The results of this paper also offer an opportunity to integrate private market demands into broader resilience systems more fully. Private demand for backup generators alone does not strengthen the resilience of electrical grids. As the results suggest, an increase in private demand suggests an increase in consumer dissatisfaction with the reliability of the electrical grid. Changes in private behaviors are not incorporated into studies on strengthening electricity networks, which tend to focus on critical facilities [12, 69]. Technical research on backup generators has begun to explore the possibilities of incorporating different types of backup generators into microgrid systems [9]. Other research and grey literature have taken an interest in the impact of generators on distributed systems [18, 20]. Determining the rate of backup generator demand, along with regional or other demographic variances in this demand, may allow researchers to build models to incentivize consumers to connect their generators to the electrical grid, which could increase systemwide resilience. Identifying the specifics of how to incorporate consumer demand electrical resilience is outside the scope of this paper, however, presenting an area of further research.

Conclusion

This paper focuses on changes in consumer preference for backup generators in the U.S. to suggest that theories of energy resilience should incorporate changes in the private sector more fully. Determining the specifics of this demand may help electricity resilience studies develop mechanisms and incentives to encourage consumers to use backup generators as energy distribution sources. More specific sales data from backup generator companies could provide additional insight for these studies. Conducting targeted surveys may help shed additional light on causal factors shaping consumer demand [21, 70]. Studying utilities that have encouraged consumers to install and net meter backup generators also could serve as case studies to link private demand with collective action.

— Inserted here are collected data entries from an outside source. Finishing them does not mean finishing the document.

//! Notification Configuration and Message Templates

use serde::{Deserialize, Serialize};
use std::time::Duration;
use webhook::AlertMessage;

use crate::Schedule;

/// Region names are rendered with this suffix
const REGION_SUFFIX: &str = "リージョン";

/// Notification configuration
#[derive(Debug, Clone, Serialize, Deserialize)]
#[serde(default)]
pub struct NotifyConfig {
    /// Upper bound on one destination's delivery (seconds)
    pub dispatch_timeout_secs: u64,
    /// Subject of alert mails
    pub mail_subject: String,
    /// Alert text shared by mail bodies and voice calls
    pub mail_template: String,
    /// Subject prefix of schedule result mails
    pub schedule_subject_prefix: String,
    /// Times the voice message is repeated in one call
    pub voice_loop_count: u32,
    pub smtp_host: String,
    pub smtp_port: u16,
    pub smtp_username: String,
    pub smtp_password: String,
    pub sender_address: String,
    /// Outbound call API endpoint
    pub voice_endpoint: String,
    pub voice_source_number: String,
    pub voice_flow_id: String,
    pub voice_instance_id: String,
}

impl Default for NotifyConfig {
    fn default() -> Self {
        Self {
            dispatch_timeout_secs: 10,
            mail_subject: "【アラート通知】監視アラーム".to_string(),
            mail_template: "{timestamp} に {aws_name}({aws_account_id}) の {region} {service} {resource_id} で {metrics} が {level} になりました。".to_string(),
            schedule_subject_prefix: "【アラート通知】スケジュール実行結果".to_string(),
            voice_loop_count: 3,
            smtp_host: "localhost".to_string(),
            smtp_port: 587,
            smtp_username: String::new(),
            smtp_password: String::new(),
            sender_address: "alerts@localhost".to_string(),
            voice_endpoint: "http://localhost:9000/calls".to_string(),
            voice_source_number: String::new(),
            voice_flow_id: String::new(),
            voice_instance_id: String::new(),
        }
    }
}

impl NotifyConfig {
    pub fn dispatch_timeout(&self) -> Duration {
        Duration::from_secs(self.dispatch_timeout_secs)
    }

    /// Alert text with every placeholder substituted
    pub fn render_alert(&self, message: &AlertMessage) -> String {
        let region = format!("{}{}", message.region_display_name(), REGION_SUFFIX);
        let metrics = message.metric_display_name();

        [
            ("{timestamp}", message.time.as_str()),
            ("{aws_name}", message.aws_account.name.as_str()),
            ("{aws_account_id}", message.aws_account.aws_account_id.as_str()),
            ("{region}", region.as_str()),
            ("{service}", message.resource.service.name()),
            ("{resource_id}", message.resource.resource_id.as_str()),
            ("{metrics}", metrics.as_str()),
            ("{level}", message.level.as_str()),
        ]
        .into_iter()
        .fold(self.mail_template.clone(), |text, (placeholder, value)| {
            text.replace(placeholder, value)
        })
    }

    pub fn schedule_subject(&self, schedule: &Schedule) -> String {
        format!("{} {}", self.schedule_subject_prefix, schedule.name)
    }

    pub fn schedule_body(&self, schedule: &Schedule, succeeded: bool) -> String {
        let outcome = if succeeded { "成功" } else { "失敗" };
        format!("スケジュール {} の実行に{}しました。", schedule.name, outcome)
    }
}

In addition, current U.S. trends in electricity resilience could be found in similar countries, which deserves further attention [71]. Strengthening the energy resilience in remote workspaces may be a part of this new horizon. As of this writing, several companies have invested in at-home backup generators for their employees [72]. These investments are too nascent to indicate a trend; however, they indicate a possible area for further study, especially if remote work remains an established norm for many businesses. This case also may provide an avenue to anticipate changes to other lifeline infrastructure systems, such as the privatization (and digitization) of aspects of the transportation network or of water.